Title : Controlling the polymorphism of active pharmaceutical ingredients in confined thin films: A study on Biclotymol
Abstract:
Polymorphism—the ability of a compound to crystallize in more than one form—critically impacts the physicochemical and biopharmaceutical properties of active pharmaceutical ingredients (APIs). Metastable polymorphs are particularly attractive due to their improved solubility and bioavailability. While extensively studied in bulk, polymorphism under geometric confinement, such as in thin films, remains underutilized despite its potential to control and stabilize desirable polymorphic forms for advanced drug formulations. This study investigates the crystallization behavior of Biclotymol (BCT), an antiseptic API, in confined thin film systems using spin coating and drop casting on glass coverslips and silicon wafers. These techniques revealed markedly different polymorphic behaviors compared to bulk. Temperature-dependent X-ray diffraction (XRD) and differential scanning calorimetry (DSC) showed that drop-cast films transition from Form I to an amorphous state upon melting and recrystallize as Form II during reheating.
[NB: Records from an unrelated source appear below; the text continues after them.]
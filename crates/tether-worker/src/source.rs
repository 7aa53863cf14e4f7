use std::collections::HashSet;

use async_trait::async_trait;
use tether_protocol::methods::FETCH_ASSETS;
use tether_protocol::{ErrorCode, FetchAssetsParams, FetchAssetsResult};
use tether_rpc::{RpcClient, RpcError};
use tether_store::StoredObject;
use tether_sync::{AssetSource, SyncError, SyncResult};
use tether_types::{CancellationSignal, Checksum};
use tracing::debug;

/// Pulls missing nodes from the host over the worker's connection.
///
/// Each fetch is a nested request on the same connection; it blocks only
/// the request that triggered the walk.
pub struct RpcAssetSource {
    client: RpcClient,
}

impl RpcAssetSource {
    pub fn new(client: RpcClient) -> Self {
        Self { client }
    }
}

#[async_trait]
impl AssetSource for RpcAssetSource {
    /// The host may answer with a bounded prefix of the request; ask again
    /// for whatever is still outstanding until every asset has arrived.
    async fn fetch(
        &self,
        checksums: &[Checksum],
        cancel: &CancellationSignal,
    ) -> SyncResult<Vec<(Checksum, StoredObject)>> {
        let mut remaining: Vec<Checksum> = checksums.to_vec();
        let mut fetched = Vec::with_capacity(checksums.len());
        let mut round_trips = 0;
        while !remaining.is_empty() {
            let params = FetchAssetsParams {
                checksums: remaining.clone(),
            };
            let result: FetchAssetsResult = self
                .client
                .call(FETCH_ASSETS, &params, cancel)
                .await
                .map_err(|e| sync_error(e, &remaining))?;
            round_trips += 1;
            let outstanding = remaining.len();
            let received: HashSet<Checksum> = result.assets.iter().map(|a| a.checksum).collect();
            remaining.retain(|c| !received.contains(c));
            if remaining.len() == outstanding {
                return Err(SyncError::TransportError(format!(
                    "host reply made no progress on {outstanding} outstanding assets"
                )));
            }
            for asset in &result.assets {
                let object = asset
                    .to_object()
                    .map_err(|e| SyncError::TransportError(e.to_string()))?;
                fetched.push((asset.checksum, object));
            }
        }
        debug!(requested = checksums.len(), received = fetched.len(), round_trips, "assets fetched");
        Ok(fetched)
    }
}

fn sync_error(e: RpcError, requested: &[Checksum]) -> SyncError {
    match e {
        RpcError::ConnectionLost => SyncError::ConnectionLost,
        RpcError::Canceled => SyncError::Canceled,
        RpcError::Remote(remote) if remote.code == ErrorCode::ChecksumNotFound => {
            let missing = requested
                .iter()
                .find(|c| remote.message.contains(&c.to_hex()))
                .or_else(|| requested.first());
            match missing {
                Some(c) => SyncError::ChecksumNotFound(*c),
                None => SyncError::TransportError(remote.to_string()),
            }
        }
        RpcError::Remote(remote) if remote.code == ErrorCode::ConnectionLost => {
            SyncError::ConnectionLost
        }
        other => SyncError::TransportError(other.to_string()),
    }
}

#[cfg(test)]
mod tests {
    use super::*;
    use async_trait::async_trait;
    use serde_json::Value;
    use std::sync::atomic::{AtomicUsize, Ordering};
    use std::sync::Arc;
    use tether_protocol::{decode_params, encode_params, Asset, RemoteError};
    use tether_rpc::{RequestHandler, RpcConnection};
    use tether_store::{ContentStore, InMemoryContentStore, ObjectKind};
    use tether_sync::StoreAssetSource;

    /// Minimal host: answers fetch-assets out of a store, at most
    /// `per_reply` assets at a time.
    struct AssetHost {
        source: StoreAssetSource,
        per_reply: usize,
        replies: Arc<AtomicUsize>,
    }

    #[async_trait]
    impl RequestHandler for AssetHost {
        async fn handle_request(
            &self,
            method: &str,
            params: Value,
            _cancel: CancellationSignal,
        ) -> Result<Value, RemoteError> {
            assert_eq!(method, FETCH_ASSETS);
            let params: FetchAssetsParams = decode_params(params).unwrap();
            let found = self.source.lookup(&params.checksums).map_err(|e| match e {
                SyncError::ChecksumNotFound(c) => {
                    RemoteError::new(ErrorCode::ChecksumNotFound, format!("missing {}", c.to_hex()))
                }
                other => RemoteError::new(ErrorCode::Internal, other.to_string()),
            })?;
            self.replies.fetch_add(1, Ordering::SeqCst);
            let assets = found
                .iter()
                .take(self.per_reply)
                .map(|(c, o)| Asset::from_object(*c, o))
                .collect();
            Ok(encode_params(&FetchAssetsResult { assets }).unwrap())
        }
    }

    struct Silent;

    #[async_trait]
    impl RequestHandler for Silent {
        async fn handle_request(
            &self,
            _method: &str,
            _params: Value,
            _cancel: CancellationSignal,
        ) -> Result<Value, RemoteError> {
            Err(RemoteError::new(ErrorCode::MethodNotFound, "worker serves no requests here"))
        }
    }

    fn pair(store: Arc<InMemoryContentStore>) -> (RpcConnection, RpcConnection) {
        pair_limited(store, usize::MAX, Arc::new(AtomicUsize::new(0)))
    }

    fn pair_limited(
        store: Arc<InMemoryContentStore>,
        per_reply: usize,
        replies: Arc<AtomicUsize>,
    ) -> (RpcConnection, RpcConnection) {
        let (a, b) = tokio::io::duplex(64 * 1024);
        let (ar, aw) = tokio::io::split(a);
        let (br, bw) = tokio::io::split(b);
        let host = RpcConnection::spawn("host", ar, aw, move |_| AssetHost {
            source: StoreAssetSource::new(store),
            per_reply,
            replies,
        });
        let worker = RpcConnection::spawn("worker", br, bw, |_| Silent);
        (host, worker)
    }

    #[tokio::test]
    async fn fetches_over_rpc() {
        let store = Arc::new(InMemoryContentStore::new());
        let object = StoredObject::new(ObjectKind::SourceText, b"let x = 1;".to_vec());
        let checksum = store.put(object.clone()).unwrap();
        let (_host, worker) = pair(store);

        let source = RpcAssetSource::new(worker.client().clone());
        let got = source
            .fetch(&[checksum], &CancellationSignal::new())
            .await
            .unwrap();
        assert_eq!(got, vec![(checksum, object)]);
    }

    #[tokio::test]
    async fn partial_replies_are_completed() {
        let store = Arc::new(InMemoryContentStore::new());
        let checksums: Vec<_> = (0..5u8)
            .map(|i| {
                store
                    .put(StoredObject::new(ObjectKind::SourceText, vec![i; 32]))
                    .unwrap()
            })
            .collect();
        let replies = Arc::new(AtomicUsize::new(0));
        let (_host, worker) = pair_limited(store, 2, replies.clone());

        let source = RpcAssetSource::new(worker.client().clone());
        let got = source
            .fetch(&checksums, &CancellationSignal::new())
            .await
            .unwrap();
        let got: Vec<_> = got.into_iter().map(|(c, _)| c).collect();
        assert_eq!(got, checksums);
        assert_eq!(replies.load(Ordering::SeqCst), 3);
    }

    #[tokio::test]
    async fn empty_reply_is_a_transport_error() {
        let store = Arc::new(InMemoryContentStore::new());
        let c = store
            .put(StoredObject::new(ObjectKind::SourceText, b"x".to_vec()))
            .unwrap();
        let (_host, worker) = pair_limited(store, 0, Arc::new(AtomicUsize::new(0)));

        let source = RpcAssetSource::new(worker.client().clone());
        let err = source.fetch(&[c], &CancellationSignal::new()).await.unwrap_err();
        assert!(matches!(err, SyncError::TransportError(_)));
    }

    #[tokio::test]
    async fn host_miss_names_the_checksum() {
        let store = Arc::new(InMemoryContentStore::new());
        let present = store
            .put(StoredObject::new(ObjectKind::SourceText, b"here".to_vec()))
            .unwrap();
        let absent = Checksum::of(b"absent");
        let (_host, worker) = pair(store);

        let source = RpcAssetSource::new(worker.client().clone());
        let err = source
            .fetch(&[present, absent], &CancellationSignal::new())
            .await
            .unwrap_err();
        assert!(matches!(err, SyncError::ChecksumNotFound(c) if c == absent));
    }

    #[tokio::test]
    async fn closed_connection_is_connection_lost() {
        let store = Arc::new(InMemoryContentStore::new());
        let (host, worker) = pair(store);
        host.shutdown().await;
        worker.client().closed().await;

        let source = RpcAssetSource::new(worker.client().clone());
        let err = source
            .fetch(&[Checksum::of(b"x")], &CancellationSignal::new())
            .await
            .unwrap_err();
        assert!(matches!(err, SyncError::ConnectionLost));
    }
}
Spin-coated films, however, remained amorphous under thermal cycling but spontaneously evolved into Form II over several months—highlighting a time-dependent, single-step molecular reorganization pathway. Substrate-dependent crystallization rates further highlight the impact of surface properties and confinement geometry on polymorph selection. Notably, nucleation on glass substrates was slower than on silicon wafers, revealing a clear substrate-induced effect on crystallization kinetics. These phenomena were investigated through polarized light microscopy, dielectric spectroscopy, atomic force microscopy (AFM), scanning electron microscopy (SEM), and Fourier-transform infrared spectroscopy (FTIR), confirming the formation of distinct polymorphs and the influence of confinement. Overall, the study demonstrates that film preparation method, substrate type, and thermal history play critical roles in directing polymorphic outcomes. Thin films thus serve as powerful model systems for reproducibly controlling API solid forms. These insights into substrate-confinement interactions offer promising strategies for enhancing drug stability and efficacy in pharmaceutical development.